Each entry should be written out once more, exactly as given below.

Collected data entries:
* * * * * * *
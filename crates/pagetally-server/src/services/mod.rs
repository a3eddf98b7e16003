// SPDX-License-Identifier: PMPL-1.0-or-later
// Copyright (c) 2026 Jonathan D.A. Jewell (hyperpolymath) <jonathan.jewell@open.ac.uk>
//
// Service layer: owns the ledger and queues for the lifetime of the process
// and hands them to request handlers.

pub mod app_services;
pub mod data_dir;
* * * * * * *
ANSWER BOX:
filename crates/pagetally-server/src/services/mod.rs
repository a3eddf98b7e16003
// SPDX-License-Identifier: PMPL-1.0-or-later
// Copyright (c) 2026 Jonathan D.A. Jewell (hyperpolymath) <jonathan.jewell@open.ac.uk>
//
// Service layer: owns the ledger and queues for the lifetime of the process
// and hands them to request handlers.

pub mod app_services;
pub mod data_dir;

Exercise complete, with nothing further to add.